Sleep progress report.
Remember progress reports in middle school? They weren’t quite report cards, but could still get you in trouble with their expressions of pseudo-concern for your academic development. You could picture your teacher sitting at home with her sixteen cats, drinking malt liquor and brandishing her pen vindictively as she plotted the most effective way to get you grounded: “Uccellina is generally doing fine, but would achieve more if she would leave the class gerbil alone.”
Well, I am not ready to assign a grade to the babies’ sleep, and they’re already grounded by virtue of being, y’know, babies.
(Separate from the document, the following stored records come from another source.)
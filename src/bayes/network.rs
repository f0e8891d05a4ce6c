//! Binary Bayesian network built from a situation graph.
//!
//! The network is an arena of binary nodes with index-based parent
//! lists. Every situation becomes one node; every relation `u -> v`
//! becomes an arc. A node's conditional-probability table is derived
//! from the AND/OR/SOLE semantics of its incoming relations, with a
//! fresh pair of gate nodes introduced when a node mixes conjunctive
//! and disjunctive parents.
//!
//! Tables store `P(v = 1 | parent assignment)` only; the complementary
//! row is implied. Row `r` assigns parent `i` the value of bit `i` of
//! `r`, so the full `2^parents` assignment space is enumerated exactly
//! once.

use std::collections::HashMap;
use std::fmt;

use crate::graph::node::RelationLogic;
use crate::graph::SituationGraph;

/// Probabilities are clamped into `[EPS, 1 - EPS]` so that downstream
/// divisions stay finite.
pub const EPS: f64 = 1e-6;

fn clamp_prob(p: f64) -> f64 {
    p.clamp(EPS, 1.0 - EPS)
}

/// What an arena node stands for.
#[derive(Debug, Clone, Copy, PartialEq, Eq, Hash)]
pub enum Variable {
    /// A situation from the graph.
    Situation(i64),
    /// Conjunctive gate collecting a situation's And parents.
    AndGate(i64),
    /// Disjunctive gate collecting a situation's Or parents.
    OrGate(i64),
}

impl fmt::Display for Variable {
    fn fmt(&self, f: &mut fmt::Formatter<'_>) -> fmt::Result {
        match self {
            Self::Situation(id) => write!(f, "s{id}"),
            Self::AndGate(id) => write!(f, "and_{id}"),
            Self::OrGate(id) => write!(f, "or_{id}"),
        }
    }
}

/// One binary node of the network.
#[derive(Debug, Clone)]
pub struct BnNode {
    /// What this node stands for.
    pub variable: Variable,
    /// Arena indices of the node's parents, in CPT bit order.
    pub parents: Vec<usize>,
    /// `P(v = 1 | assignment)` for each of the `2^parents` rows.
    pub cpt: Vec<f64>,
}

impl BnNode {
    /// `P(v = 1)` under parent assignment `row`.
    #[must_use]
    pub fn p_true(&self, row: usize) -> f64 {
        self.cpt[row]
    }
}

/// The compiled network.
#[derive(Debug, Clone)]
pub struct BayesianNetwork {
    nodes: Vec<BnNode>,
    by_situation: HashMap<i64, usize>,
}

impl BayesianNetwork {
    /// Compiles the network for a situation graph.
    ///
    /// Structure and tables depend only on the graph, so the network is
    /// built once per model and reused across reasoning cycles.
    #[must_use]
    pub fn from_graph(graph: &SituationGraph) -> Self {
        let mut nodes: Vec<BnNode> = Vec::with_capacity(graph.node_count());
        let mut by_situation: HashMap<i64, usize> = HashMap::with_capacity(graph.node_count());

        // Every situation gets its arena slot before any arc is wired,
        // so parent lookups never depend on declaration order.
        for node in graph.nodes() {
            by_situation.insert(node.id, nodes.len());
            nodes.push(BnNode {
                variable: Variable::Situation(node.id),
                parents: Vec::new(),
                cpt: vec![clamp_prob(0.0)],
            });
        }

        for node in graph.nodes() {
            let slot = by_situation[&node.id];

            let mut and_bag: Vec<(usize, f64)> = Vec::new();
            let mut or_bag: Vec<(usize, f64)> = Vec::new();
            let mut soles: Vec<(usize, f64)> = Vec::new();
            let mut incoming = 0usize;

            for relation in graph.relations().filter(|r| r.dest == node.id) {
                let Some(&parent_slot) = by_situation.get(&relation.src) else {
                    continue;
                };
                incoming += 1;
                match relation.logic {
                    RelationLogic::And => and_bag.push((parent_slot, relation.weight)),
                    RelationLogic::Or => or_bag.push((parent_slot, relation.weight)),
                    RelationLogic::Sole => soles.push((parent_slot, relation.weight)),
                }
            }

            if incoming == 0 {
                // unconditioned leaves stay off by default
                continue;
            }

            if incoming == 1 && soles.len() == 1 {
                let (parent_slot, weight) = soles[0];
                nodes[slot].parents = vec![parent_slot];
                nodes[slot].cpt = vec![clamp_prob(0.0), clamp_prob(weight)];
                continue;
            }
            // A Sole relation inside a larger parent set behaves as a
            // one-element conjunction.
            and_bag.extend(soles);

            match (and_bag.is_empty(), or_bag.is_empty()) {
                (false, true) => {
                    let (parents, cpt) = conjunctive_table(&and_bag);
                    nodes[slot].parents = parents;
                    nodes[slot].cpt = cpt;
                }
                (true, false) => {
                    let (parents, cpt) = disjunctive_table(&or_bag);
                    nodes[slot].parents = parents;
                    nodes[slot].cpt = cpt;
                }
                (false, false) => {
                    // Mixed parents: route each bag through its own gate
                    // and conjoin the gates.
                    let (and_parents, and_cpt) = conjunctive_table(&and_bag);
                    let and_gate = nodes.len();
                    nodes.push(BnNode {
                        variable: Variable::AndGate(node.id),
                        parents: and_parents,
                        cpt: and_cpt,
                    });

                    let (or_parents, or_cpt) = disjunctive_table(&or_bag);
                    let or_gate = nodes.len();
                    nodes.push(BnNode {
                        variable: Variable::OrGate(node.id),
                        parents: or_parents,
                        cpt: or_cpt,
                    });

                    nodes[slot].parents = vec![and_gate, or_gate];
                    nodes[slot].cpt = vec![
                        clamp_prob(0.0),
                        clamp_prob(0.0),
                        clamp_prob(0.0),
                        clamp_prob(1.0),
                    ];
                }
                (true, true) => {}
            }
        }

        Self { nodes, by_situation }
    }

    /// All arena nodes.
    #[must_use]
    pub fn nodes(&self) -> &[BnNode] {
        &self.nodes
    }

    /// Number of arena nodes, gates included.
    #[must_use]
    pub fn len(&self) -> usize {
        self.nodes.len()
    }

    /// Returns true if the network has no nodes.
    #[must_use]
    pub fn is_empty(&self) -> bool {
        self.nodes.is_empty()
    }

    /// Arena index of a situation node.
    #[must_use]
    pub fn situation_index(&self, id: i64) -> Option<usize> {
        self.by_situation.get(&id).copied()
    }
}

/// Table for an all-And parent bag: only the all-ones assignment can
/// switch the child on, with probability `prod(weights)`.
fn conjunctive_table(bag: &[(usize, f64)]) -> (Vec<usize>, Vec<f64>) {
    let parents: Vec<usize> = bag.iter().map(|&(p, _)| p).collect();
    let rows = 1usize << parents.len();
    let product: f64 = bag.iter().map(|&(_, w)| w).product();
    let mut cpt = Vec::with_capacity(rows);
    for row in 0..rows {
        let p = if row == rows - 1 { product } else { 0.0 };
        cpt.push(clamp_prob(p));
    }
    (parents, cpt)
}

/// Table for an all-Or parent bag: any active parent contributes a
/// noisy-or term over exactly the parents set in that assignment.
fn disjunctive_table(bag: &[(usize, f64)]) -> (Vec<usize>, Vec<f64>) {
    let parents: Vec<usize> = bag.iter().map(|&(p, _)| p).collect();
    let rows = 1usize << parents.len();
    let mut cpt = Vec::with_capacity(rows);
    for row in 0..rows {
        let p = if row == 0 {
            0.0
        } else {
            let miss: f64 = bag
                .iter()
                .enumerate()
                .filter(|(bit, _)| row & (1 << bit) != 0)
                .map(|(_, &(_, w))| 1.0 - w)
                .product();
            1.0 - miss
        };
        cpt.push(clamp_prob(p));
    }
    (parents, cpt)
}

#[cfg(test)]
mod tests {
    use super::*;
    use crate::graph;

    fn load(text: &str) -> SituationGraph {
        graph::from_json_str(text).unwrap().graph
    }

    #[test]
    fn test_orphan_node_is_off_by_default() {
        let g = load(
            r#"{ "layers": [ [
                { "ID": 1, "type": 0, "Duration": 100, "Cycle": "null", "threshold": 0.5 }
            ] ] }"#,
        );
        let bn = BayesianNetwork::from_graph(&g);
        let idx = bn.situation_index(1).unwrap();
        let node = &bn.nodes()[idx];
        assert!(node.parents.is_empty());
        assert!(node.p_true(0) <= EPS);
    }

    #[test]
    fn test_sole_parent_table() {
        let g = load(
            r#"{ "layers": [
                [ { "ID": 1, "type": 0, "Duration": 100, "Cycle": "null", "threshold": 0.5,
                    "Children": [ { "ID": 2, "Relation": 0, "Weight-y": 0.9 } ] } ],
                [ { "ID": 2, "type": 0, "Duration": 100, "Cycle": "null", "threshold": 0.5 } ]
            ] }"#,
        );
        let bn = BayesianNetwork::from_graph(&g);
        let child = &bn.nodes()[bn.situation_index(2).unwrap()];
        assert_eq!(child.parents, vec![bn.situation_index(1).unwrap()]);
        assert!((child.p_true(1) - 0.9).abs() < 1e-9);
        assert!(child.p_true(0) <= EPS);
    }

    #[test]
    fn test_all_and_table_enumerates_every_row() {
        let g = load(
            r#"{ "layers": [
                [ { "ID": 1, "type": 0, "Duration": 100, "Cycle": "null", "threshold": 0.5 },
                  { "ID": 2, "type": 0, "Duration": 100, "Cycle": "null", "threshold": 0.5 },
                  { "ID": 3, "type": 0, "Duration": 100, "Cycle": "null", "threshold": 0.5,
                    "Predecessors": [ { "ID": 1, "Relation": 1, "Weight-x": 0.9 },
                                      { "ID": 2, "Relation": 1, "Weight-x": 0.8 } ] } ]
            ] }"#,
        );
        let bn = BayesianNetwork::from_graph(&g);
        let effect = &bn.nodes()[bn.situation_index(3).unwrap()];
        assert_eq!(effect.cpt.len(), 4);
        assert!((effect.p_true(0b11) - 0.72).abs() < 1e-9);
        assert!(effect.p_true(0b00) <= EPS);
        assert!(effect.p_true(0b01) <= EPS);
        assert!(effect.p_true(0b10) <= EPS);
    }

    #[test]
    fn test_all_or_table_uses_active_parents_only() {
        let g = load(
            r#"{ "layers": [
                [ { "ID": 1, "type": 0, "Duration": 100, "Cycle": "null", "threshold": 0.5 },
                  { "ID": 2, "type": 0, "Duration": 100, "Cycle": "null", "threshold": 0.5 },
                  { "ID": 3, "type": 0, "Duration": 100, "Cycle": "null", "threshold": 0.5,
                    "Predecessors": [ { "ID": 1, "Relation": 2, "Weight-x": 0.6 },
                                      { "ID": 2, "Relation": 2, "Weight-x": 0.3 } ] } ]
            ] }"#,
        );
        let bn = BayesianNetwork::from_graph(&g);
        let effect = &bn.nodes()[bn.situation_index(3).unwrap()];
        assert_eq!(effect.cpt.len(), 4);
        assert!(effect.p_true(0b00) <= EPS);
        assert!((effect.p_true(0b01) - 0.6).abs() < 1e-9);
        assert!((effect.p_true(0b10) - 0.3).abs() < 1e-9);
        // 1 - 0.4 * 0.7
        assert!((effect.p_true(0b11) - 0.72).abs() < 1e-9);
    }

    #[test]
    fn test_mixed_parents_introduce_gates() {
        let g = load(
            r#"{ "layers": [
                [ { "ID": 1, "type": 0, "Duration": 100, "Cycle": "null", "threshold": 0.5 },
                  { "ID": 2, "type": 0, "Duration": 100, "Cycle": "null", "threshold": 0.5 },
                  { "ID": 3, "type": 0, "Duration": 100, "Cycle": "null", "threshold": 0.5,
                    "Predecessors": [ { "ID": 1, "Relation": 1, "Weight-x": 0.9 },
                                      { "ID": 2, "Relation": 2, "Weight-x": 0.6 } ] } ]
            ] }"#,
        );
        let bn = BayesianNetwork::from_graph(&g);
        // three situations plus the two gates
        assert_eq!(bn.len(), 5);
        let effect = &bn.nodes()[bn.situation_index(3).unwrap()];
        assert_eq!(effect.parents.len(), 2);
        assert!(effect.p_true(0b11) >= 1.0 - EPS);
        assert!(effect.p_true(0b01) <= EPS);

        let gates: Vec<&BnNode> = bn
            .nodes()
            .iter()
            .filter(|n| matches!(n.variable, Variable::AndGate(3) | Variable::OrGate(3)))
            .collect();
        assert_eq!(gates.len(), 2);
    }

    #[test]
    fn test_probability_rows_complement_to_one() {
        let g = load(
            r#"{ "layers": [
                [ { "ID": 1, "type": 0, "Duration": 100, "Cycle": "null", "threshold": 0.5 },
                  { "ID": 2, "type": 0, "Duration": 100, "Cycle": "null", "threshold": 0.5,
                    "Predecessors": [ { "ID": 1, "Relation": 2, "Weight-x": 0.4 } ] } ]
            ] }"#,
        );
        let bn = BayesianNetwork::from_graph(&g);
        for node in bn.nodes() {
            for row in 0..node.cpt.len() {
                let p1 = node.p_true(row);
                let p0 = 1.0 - p1;
                assert!((p0 + p1 - 1.0).abs() < 1e-9);
                assert!((0.0..=1.0).contains(&p1));
            }
        }
    }
}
So a progress report seems in order.
Overall assessment: Room for improvement.
Both babies still nurse through a good part of the night, which is fine by me as I mostly sleep through it.
We had to drop the cosleeper down to playpen level, because Robin has been pulling up on the edge of it and frowning pensively, as if gauging the distance to the floor.
He has also been wriggling himself up over my shoulder in his sleep, necessitating a hauling-down-by-the-shins. This maneuver resulted last night in a weird popping sound in my neck and a lot of pain this morning.
Right now I sleep with Wren on the inside and Robin on the outside, both snuggled in the crooks of my arms. But three times now I have woken to find my right arm empty. Where is Wren?!?!?! OMG CHECK FLOOR. Not on floor. Where the hell did she go? How could she – wait a sec. [Look more closely at baby tucked under left arm.] There are two babies there! Wren rolled all the way across my body to lie squarely on top of Robin. I actually used to joke, when I was pregnant, “Twins! They’re stackable!” Turns out I was right.
In light of the above, we might be looking at replacing the cosleeper with a twin bed pushed up against our current queen. Mostly for the sake of the babies’ safety, but also because Husband has been relegated to a tiny slice of edge-of-the-bed realty, and I’m afraid he might fall off and be swallowed up by the dust bunnies that have taken over our bedroom.
Robin has decided that if I don’t open my eyes after he has yelled thrice, biting is warranted. I disagree. We are currently in negotiations.